When I was younger I did a lot of improv. Starting in college (with a wonderful seminar with the legendary Del Close - who at the time I did not know was 'legendary') and then with a late night group in NYC in the East Village. I enjoyed it a lot. I was not bad at it. I learned the basic rules and arcs of the form. Never deny. Always augment but don't top. Push for the full story rather than the quick laugh. That sort of thing.
Frankly, I'm appalled when I audition for a new piece, be it a television pilot or a film of some kind, when the director says, "Why don't you just improvise for a bit here. See what you can come with?" My first thought is always, 'No.' I mean, I'd be glad to, but pay me as a writer first. I'm not here to give your writers free ideas and dialogue. I'm here as an actor.
I once auditioned for a piece, some while back, and a few days later got a callback on the piece. During the original audition, they had asked me to improvise. I did so with gusto. Then the dimwits called me back and lo and behold the stuff I'd improvised was now in the script. As they used to say in the beginning of the old Hill Street Blues series, 'Be careful out there.'
There is no protection, union or otherwise, for the actor that is especially good at improvising dialogue. None at all. So nowadays whenever I'm asked to improvise something, I'm always in a bit of a quandry. The truth is, I'm pretty good at this sort of thing. So when I let loose and really do it, it's usually better than the crap on the page. The quandry, of course, is do I let them take my dialogue or do I just go ahead and do my best and shoot for the acting job? It sucks.
A little while back I was asked to improvise WHILE THE CAMERA WAS RUNNING in a new film. The papers had been signed and I was in the midst of actually shooting on the set. I balked. I made a decision. Nope. I purposely took a submissive back seat in the scene and let the other actor flounder around a bit while I simply agreed with him. The scene struggled to an end and they didn't ask again.

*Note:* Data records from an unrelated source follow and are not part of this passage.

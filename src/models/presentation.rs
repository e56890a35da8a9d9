use serde::{Deserialize, Serialize};

use crate::errors::{LayoutError, Result};
use crate::models::common::{BoundingBox, SlideDimensions};
use crate::models::elements::Element;

/// A slide: an ordered sequence of elements on a fixed-size canvas.
#[derive(Debug, Clone, PartialEq, Serialize, Deserialize)]
#[serde(rename_all = "camelCase")]
pub struct Slide {
    /// The object ID for this slide. Element IDs are derived from it.
    pub object_id: String,
    /// The canvas size in inches.
    pub dimensions: SlideDimensions,
    /// The elements in z-order (insertion order).
    #[serde(default)]
    pub elements: Vec<Element>,
}

impl Slide {
    pub fn new(object_id: impl Into<String>, dimensions: SlideDimensions) -> Self {
        Self {
            object_id: object_id.into(),
            dimensions,
            elements: Vec::new(),
        }
    }

    /// Bounding boxes of the elements currently on the slide, in order.
    pub fn occupied_boxes(&self) -> Vec<BoundingBox> {
        self.elements.iter().map(|e| e.bounding_box).collect()
    }

    /// Object ID for the next element appended to this slide.
    /// Elements are never removed, so the count is a stable sequence.
    pub fn next_element_id(&self, offset: usize) -> String {
        format!("{}_element_{}", self.object_id, self.elements.len() + offset)
    }

    pub fn element_mut(&mut self, index: usize) -> Result<&mut Element> {
        let count = self.elements.len();
        self.elements
            .get_mut(index)
            .ok_or(LayoutError::ElementIndexOutOfRange { index, count })
    }
}

/// A presentation document: page size plus slides.
#[derive(Debug, Clone, PartialEq, Serialize, Deserialize)]
#[serde(rename_all = "camelCase")]
pub struct Presentation {
    /// The ID of the presentation.
    pub presentation_id: String,
    /// The size of pages in the presentation; new slides take it.
    #[serde(default)]
    pub page_size: SlideDimensions,
    /// The slides in the presentation.
    #[serde(default)]
    pub slides: Vec<Slide>,
}

impl Presentation {
    pub fn new(presentation_id: impl Into<String>, page_size: SlideDimensions) -> Self {
        Self {
            presentation_id: presentation_id.into(),
            page_size,
            slides: Vec::new(),
        }
    }

    /// Appends an empty slide and returns its index.
    pub fn add_slide(&mut self) -> usize {
        let index = self.slides.len();
        let object_id = format!("{}_slide_{}", self.presentation_id, index);
        self.slides.push(Slide::new(object_id, self.page_size));
        index
    }

    pub fn slide(&self, index: usize) -> Result<&Slide> {
        let count = self.slides.len();
        self.slides
            .get(index)
            .ok_or(LayoutError::SlideIndexOutOfRange { index, count })
    }

    pub fn slide_mut(&mut self, index: usize) -> Result<&mut Slide> {
        let count = self.slides.len();
        self.slides
            .get_mut(index)
            .ok_or(LayoutError::SlideIndexOutOfRange { index, count })
    }
}

#[cfg(test)]
mod tests {
    use super::*;

    #[test]
    fn test_add_slide_uses_page_size() {
        let mut deck = Presentation::new("deck", SlideDimensions { width: 10.0, height: 5.625 });
        let index = deck.add_slide();
        assert_eq!(index, 0);
        let slide = deck.slide(0).unwrap();
        assert_eq!(slide.object_id, "deck_slide_0");
        assert_eq!(slide.dimensions.width, 10.0);
        assert_eq!(slide.next_element_id(0), "deck_slide_0_element_0");
    }

    #[test]
    fn test_out_of_range_slide_is_an_error() {
        let deck = Presentation::new("deck", SlideDimensions::default());
        assert!(matches!(
            deck.slide(3),
            Err(LayoutError::SlideIndexOutOfRange { index: 3, count: 0 })
        ));
    }

    #[test]
    fn test_presentation_deserializes_with_defaults() {
        let deck: Presentation =
            serde_json::from_str(r#"{"presentationId": "p1"}"#).unwrap();
        assert!(deck.slides.is_empty());
        assert_eq!(deck.page_size, SlideDimensions::default());
    }
}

Here's an interesting and true story. An old, old friend of mine in NYC was in the original Broadway production of Fifth of July by Lanford Wilson. Now, let me say up front that I happen to be a huge Lanford Wilson fan. He died recently, which I was very sad to hear. My friend is still a little bitter about that production. Apparently during rehearsals (they opened it first at Circle in the Square downtown and then later moved it to Broadway) there was a huge chunk in the second act that simply wasn't working. So Wilson and the director, Marshall Mason, asked the cast to improvise some of the dialogue. They gave them a beginning and end and told them to just take off. That dialogue, word for word, ended up in the final production and in the published version of the play.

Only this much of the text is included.